>>>>>

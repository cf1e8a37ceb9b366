// Strategy resolution
//
// Maps (singular or grouped, event type) to the strategy that renders it.
// The match is exhaustive over EventType with no wildcard arm, so adding a
// type without deciding how it renders does not compile.

use chrono::{DateTime, Utc};
use tracing::debug;

use crate::error::{FeedError, Result};
use crate::event::{EventType, FeedEvent, GroupedEvent, RawEvent};
use crate::strategies::{
    CreateDestinationStrategy, CreateTripStrategy, GroupedDestinationPhotoLinksStrategy,
    GroupedTripUpdatesStrategy, GroupedUserProfilePhotosStrategy, NewCoverPhotoStrategy,
    NewPrimaryDestinationPhotoStrategy, NewProfilePhotoStrategy, RenderingStrategy,
    UpdateDestinationStrategy,
};
use crate::traits::Collaborators;

/// Builds one strategy per feed event
#[derive(Clone)]
pub struct StrategyResolver {
    collaborators: Collaborators,
}

impl StrategyResolver {
    pub fn new(collaborators: Collaborators) -> Self {
        Self { collaborators }
    }

    /// Pick the strategy for an event
    ///
    /// Fails with `UnmappedType` when the type has no strategy for the
    /// event's shape.
    pub fn resolve(&self, event: &FeedEvent) -> Result<Box<dyn RenderingStrategy>> {
        let strategy = match event {
            FeedEvent::Singular(raw) => self.resolve_singular(raw)?,
            FeedEvent::Grouped(group) => self.resolve_grouped(group)?,
        };
        debug!(
            event_type = %event.event_type(),
            strategy = strategy.name(),
            "Resolved strategy"
        );
        Ok(strategy)
    }

    fn resolve_singular(&self, raw: &RawEvent) -> Result<Box<dyn RenderingStrategy>> {
        let c = &self.collaborators;
        let strategy: Box<dyn RenderingStrategy> = match raw.event_type {
            EventType::NewProfilePhoto => Box::new(NewProfilePhotoStrategy::new(
                raw.reference_id,
                raw.actor_user_id,
                c,
            )),
            EventType::NewProfileCoverPhoto => Box::new(NewCoverPhotoStrategy::new(
                raw.reference_id,
                raw.actor_user_id,
                c,
            )),
            EventType::NewPrimaryDestinationPhoto => {
                let destination_id = raw
                    .target_destination_id
                    .ok_or_else(|| missing_target(raw.event_type, raw.id))?;
                Box::new(NewPrimaryDestinationPhotoStrategy::new(
                    raw.reference_id,
                    destination_id,
                    c,
                ))
            }
            EventType::CreatedNewDestination => Box::new(CreateDestinationStrategy::new(
                raw.reference_id,
                raw.actor_user_id,
                c,
            )),
            EventType::UpdatedExistingDestination => Box::new(UpdateDestinationStrategy::new(
                raw.reference_id,
                raw.actor_user_id,
                c,
            )),
            EventType::CreatedNewTrip => Box::new(CreateTripStrategy::new(
                raw.reference_id,
                raw.actor_user_id,
                c,
            )),
            EventType::UploadedUserPhoto
            | EventType::LinkDestinationPhoto
            | EventType::UpdatedExistingTrip
            | EventType::MultipleGalleryPhotos
            | EventType::MultipleDestinationPhotoLinks
            | EventType::GroupedTripUpdates => {
                return Err(FeedError::unmapped(raw.event_type, false))
            }
        };
        Ok(strategy)
    }

    fn resolve_grouped(&self, group: &GroupedEvent) -> Result<Box<dyn RenderingStrategy>> {
        let c = &self.collaborators;
        let strategy: Box<dyn RenderingStrategy> = match group.event_type {
            EventType::MultipleGalleryPhotos => Box::new(GroupedUserProfilePhotosStrategy::new(
                group.actor_user_id,
                group.member_reference_ids.clone(),
                c,
            )),
            EventType::MultipleDestinationPhotoLinks => {
                let destination_id = group
                    .target_id
                    .ok_or_else(|| missing_target(group.event_type, first_member(group)))?;
                Box::new(GroupedDestinationPhotoLinksStrategy::new(
                    destination_id,
                    group.actor_user_id,
                    group.member_reference_ids.clone(),
                    c,
                ))
            }
            EventType::GroupedTripUpdates => {
                let trip_id = group
                    .target_id
                    .ok_or_else(|| missing_target(group.event_type, first_member(group)))?;
                Box::new(GroupedTripUpdatesStrategy::new(
                    trip_id,
                    group.actor_user_id,
                    group.member_destination_ids.clone(),
                    c,
                ))
            }
            EventType::NewProfilePhoto
            | EventType::NewProfileCoverPhoto
            | EventType::UploadedUserPhoto
            | EventType::LinkDestinationPhoto
            | EventType::NewPrimaryDestinationPhoto
            | EventType::CreatedNewDestination
            | EventType::UpdatedExistingDestination
            | EventType::CreatedNewTrip
            | EventType::UpdatedExistingTrip => {
                return Err(FeedError::unmapped(group.event_type, true))
            }
        };
        Ok(strategy)
    }

    /// Check that every declared type reaches a strategy, directly or
    /// through its grouped variant
    pub fn validate_mappings(&self) -> Result<()> {
        for event_type in EventType::ALL {
            let probe = if event_type.is_grouped_variant() {
                FeedEvent::Grouped(probe_group(event_type))
            } else if let Some(grouped) = event_type.grouped_variant() {
                FeedEvent::Grouped(probe_group(grouped))
            } else {
                FeedEvent::Singular(probe_raw(event_type))
            };
            self.resolve(&probe)?;
        }
        debug!(types = EventType::ALL.len(), "All event types mapped");
        Ok(())
    }
}

fn missing_target(event_type: EventType, event_id: i64) -> FeedError {
    FeedError::Internal(anyhow::anyhow!(
        "{event_type} event {event_id} has no target id"
    ))
}

fn first_member(group: &GroupedEvent) -> i64 {
    group.member_event_ids.first().copied().unwrap_or_default()
}

fn probe_raw(event_type: EventType) -> RawEvent {
    RawEvent {
        id: 0,
        event_type,
        actor_user_id: 0,
        target_destination_id: Some(0),
        reference_id: 0,
        created_at: DateTime::<Utc>::UNIX_EPOCH,
    }
}

fn probe_group(event_type: EventType) -> GroupedEvent {
    GroupedEvent::open(event_type, Some(0), &probe_raw(event_type))
}

#[cfg(test)]
mod tests {
    use super::*;
    use crate::memory::InMemoryRepositories;
    use std::sync::Arc;

    fn resolver() -> StrategyResolver {
        StrategyResolver::new(Collaborators::from_backend(Arc::new(
            InMemoryRepositories::new(),
        )))
    }

    #[test]
    fn test_every_type_is_mapped() {
        resolver().validate_mappings().unwrap();
    }

    #[test]
    fn test_singular_types_resolve_to_expected_strategies() {
        let cases = [
            (EventType::NewProfilePhoto, "new_profile_photo"),
            (EventType::NewProfileCoverPhoto, "new_cover_photo"),
            (EventType::NewPrimaryDestinationPhoto, "new_primary_destination_photo"),
            (EventType::CreatedNewDestination, "create_destination"),
            (EventType::UpdatedExistingDestination, "update_destination"),
            (EventType::CreatedNewTrip, "create_trip"),
        ];
        for (event_type, name) in cases {
            let strategy = resolver()
                .resolve(&FeedEvent::Singular(probe_raw(event_type)))
                .unwrap();
            assert_eq!(strategy.name(), name);
        }
    }

    #[test]
    fn test_grouped_types_resolve_to_expected_strategies() {
        let cases = [
            (EventType::MultipleGalleryPhotos, "grouped_user_profile_photos"),
            (EventType::MultipleDestinationPhotoLinks, "grouped_destination_photo_links"),
            (EventType::GroupedTripUpdates, "grouped_trip_updates"),
        ];
        for (event_type, name) in cases {
            let strategy = resolver()
                .resolve(&FeedEvent::Grouped(probe_group(event_type)))
                .unwrap();
            assert_eq!(strategy.name(), name);
        }
    }

    #[test]
    fn test_singular_groupable_type_is_unmapped() {
        let result = resolver().resolve(&FeedEvent::Singular(probe_raw(EventType::UploadedUserPhoto)));
        assert!(matches!(
            result,
            Err(FeedError::UnmappedType {
                event_type: EventType::UploadedUserPhoto,
                grouped: false
            })
        ));
    }

    #[test]
    fn test_grouped_singular_type_is_unmapped() {
        let result = resolver().resolve(&FeedEvent::Grouped(probe_group(EventType::CreatedNewTrip)));
        assert!(matches!(
            result,
            Err(FeedError::UnmappedType {
                event_type: EventType::CreatedNewTrip,
                grouped: true
            })
        ));
    }

    #[test]
    fn test_primary_destination_photo_without_target_fails() {
        let mut raw = probe_raw(EventType::NewPrimaryDestinationPhoto);
        raw.target_destination_id = None;
        let result = resolver().resolve(&FeedEvent::Singular(raw));
        assert!(matches!(result, Err(FeedError::Internal(_))));
    }
}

<<<<<

WORK REQUIRED
Go through the material and copy each line in which the word "DateTime" occurs.

EXERCISE SOLUTION
use chrono::{DateTime, Utc};
        created_at: DateTime::<Utc>::UNIX_EPOCH,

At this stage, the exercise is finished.